Oier Zarraga

Personal information
- Full name: Oier Zarraga Egaña
- Date of birth: 4 January 1999 (age 27)
- Place of birth: Getxo, Spain
- Height: 1.75 m (5 ft 9 in)
- Position: Central midfielder

Team information
- Current team: Udinese
- Number: 6

Youth career
- Romo
- 2009–2017: Athletic Bilbao

Senior career*
- Years: Team / Apps / (Gls)
- 2017–2019: Basconia / 63 / (7)
- 2019–2021: Bilbao Athletic / 38 / (7)
- 2020–2023: Athletic Bilbao / 62 / (1)
- 2023–: Udinese / 61 / (3)

International career^{‡}
- 2024–: Basque Country / 1 / (0)

= Oier Zarraga =

Spanish footballer

Oier Zarraga Egaña (born 4 January 1999) is a Spanish professional footballer who plays as a central midfielder for Serie A club Udinese.

==Career==
===Athletic Bilbao===
Born in Getxo, Biscay, Basque Country, Zarraga joined Athletic Bilbao's youth setup in 2009, from hometown side Romo FC. He made his senior debut with the farm team during the 2017–18 season, in Tercera División.
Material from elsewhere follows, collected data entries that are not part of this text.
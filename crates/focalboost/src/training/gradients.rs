//! Gradient/hessian storage.
//!
//! Objectives write interleaved [`GradsTuple`] pairs into a caller-provided
//! buffer. [`Gradients`] owns such a buffer and splits it into the separate
//! gradient and hessian vectors that boosting callbacks return.

use ndarray::{Array1, ArrayView1, ArrayViewMut1};

/// Gradient and hessian pair for one sample.
///
/// - `grad`: First derivative (∂L/∂ŷ) - direction of steepest ascent
/// - `hess`: Second derivative (∂²L/∂ŷ²) - curvature information
///
/// # Example
///
/// ```
/// use focalboost::training::GradsTuple;
///
/// let gh = GradsTuple::new(0.5, 0.25);
/// assert_eq!(gh.newton_step(1e-6), -2.0);
/// ```
#[derive(Debug, Clone, Copy, PartialEq, Default)]
pub struct GradsTuple {
    pub grad: f32,
    pub hess: f32,
}

impl GradsTuple {
    /// Zero gradient pair (neutral element for accumulation).
    pub const ZERO: Self = Self {
        grad: 0.0,
        hess: 0.0,
    };

    #[inline]
    pub fn new(grad: f32, hess: f32) -> Self {
        Self { grad, hess }
    }

    /// Add another gradient pair to this one (in-place).
    #[inline]
    pub fn accumulate(&mut self, other: &GradsTuple) {
        self.grad += other.grad;
        self.hess += other.hess;
    }

    /// Compute Newton step: -grad / hess (with safety clamp).
    ///
    /// The hessian is floored at `min_hess`, which also covers the negative
    /// curvature focal loss has on badly misclassified samples.
    #[inline]
    pub fn newton_step(&self, min_hess: f32) -> f32 {
        let hess_safe = self.hess.max(min_hess);
        -self.grad / hess_safe
    }
}

/// Owned gradient buffer for a batch of samples.
#[derive(Debug, Clone, PartialEq)]
pub struct Gradients {
    grad_hess: Array1<GradsTuple>,
}

impl Gradients {
    /// Create a zeroed buffer for `n_samples` samples.
    pub fn new(n_samples: usize) -> Self {
        Self {
            grad_hess: Array1::from_elem(n_samples, GradsTuple::ZERO),
        }
    }

    /// Number of samples.
    #[inline]
    pub fn n_samples(&self) -> usize {
        self.grad_hess.len()
    }

    /// Get the pair for a sample.
    #[inline]
    pub fn get(&self, sample: usize) -> GradsTuple {
        self.grad_hess[sample]
    }

    /// Read-only view of the interleaved pairs.
    #[inline]
    pub fn view(&self) -> ArrayView1<'_, GradsTuple> {
        self.grad_hess.view()
    }

    /// Mutable view for objectives to write into.
    #[inline]
    pub fn view_mut(&mut self) -> ArrayViewMut1<'_, GradsTuple> {
        self.grad_hess.view_mut()
    }

    /// Gradients as a separate vector.
    pub fn grads(&self) -> Array1<f32> {
        self.grad_hess.mapv(|gh| gh.grad)
    }

    /// Hessians as a separate vector.
    pub fn hessians(&self) -> Array1<f32> {
        self.grad_hess.mapv(|gh| gh.hess)
    }

    /// Split into `(gradient, hessian)` vectors.
    pub fn into_arrays(self) -> (Array1<f32>, Array1<f32>) {
        (self.grads(), self.hessians())
    }

    /// Sum of all pairs, accumulated in `f64`.
    pub fn sum(&self) -> (f64, f64) {
        self.grad_hess
            .iter()
            .fold((0.0f64, 0.0f64), |(g, h), gh| (g + gh.grad as f64, h + gh.hess as f64))
    }
}
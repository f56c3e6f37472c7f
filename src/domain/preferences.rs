use serde::{Deserialize, Serialize};

/// Singleton user settings record. Created with defaults at engine start,
/// mutated in place, never deleted.
#[derive(Debug, Clone, Serialize, Deserialize, PartialEq)]
pub struct Preferences {
    /// `None` means no identity is present.
    pub email: Option<String>,
    pub preferred_currency: String,
    pub dark_mode: bool,
    pub reminder_days: u32,
    pub notifications_enabled: bool,
    pub email_notifications: bool,
}

impl Default for Preferences {
    fn default() -> Self {
        Self {
            email: None,
            preferred_currency: "USD".into(),
            dark_mode: false,
            reminder_days: 3,
            notifications_enabled: true,
            email_notifications: false,
        }
    }
}

/// Partial settings update, merged by shallow overwrite.
#[derive(Debug, Clone, Default)]
pub struct PreferencesPatch {
    pub email: Option<Option<String>>,
    pub preferred_currency: Option<String>,
    pub dark_mode: Option<bool>,
    pub reminder_days: Option<u32>,
    pub notifications_enabled: Option<bool>,
    pub email_notifications: Option<bool>,
}

impl PreferencesPatch {
    pub fn apply_to(&self, preferences: &Preferences) -> Preferences {
        let mut updated = preferences.clone();
        if let Some(email) = &self.email {
            updated.email = email.clone();
        }
        if let Some(currency) = &self.preferred_currency {
            updated.preferred_currency = currency.clone();
        }
        if let Some(dark_mode) = self.dark_mode {
            updated.dark_mode = dark_mode;
        }
        if let Some(days) = self.reminder_days {
            updated.reminder_days = days;
        }
        if let Some(enabled) = self.notifications_enabled {
            updated.notifications_enabled = enabled;
        }
        if let Some(enabled) = self.email_notifications {
            updated.email_notifications = enabled;
        }
        updated
    }
}
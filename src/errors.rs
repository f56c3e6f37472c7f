use thiserror::Error;

/// Error type covering engine and persistence failures.
#[derive(Debug, Error)]
pub enum EngineError {
    #[error("IO error: {0}")]
    Io(#[from] std::io::Error),
    #[error("Serialization error: {0}")]
    Serde(#[from] serde_json::Error),
    #[error("Storage error: {0}")]
    Storage(String),
    #[error("Invalid input: {0}")]
    Invalid(String),
}
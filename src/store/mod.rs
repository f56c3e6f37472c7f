//! In-memory stores: the subscription entity store, the singleton preference
//! store, and the time-bucketed spending ledger.

pub mod ledger;
pub mod preferences;
pub mod subscriptions;

pub use ledger::SpendingLedger;
pub use preferences::PreferenceStore;
pub use subscriptions::{RemoveOutcome, SubscriptionStore, UpdateOutcome};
Zarraga made his debut with the reserves on 3 February 2019, coming on as a second-half substitute for Gaizka Larrazabal in a 2–1 Segunda División B home win against SD Leioa. Definitely promoted to the B-side in June 2019, he subsequently became a regular starter for the team, playing in all matches of the 2019–20 campaign before the season was curtailed due to the COVID-19 pandemic.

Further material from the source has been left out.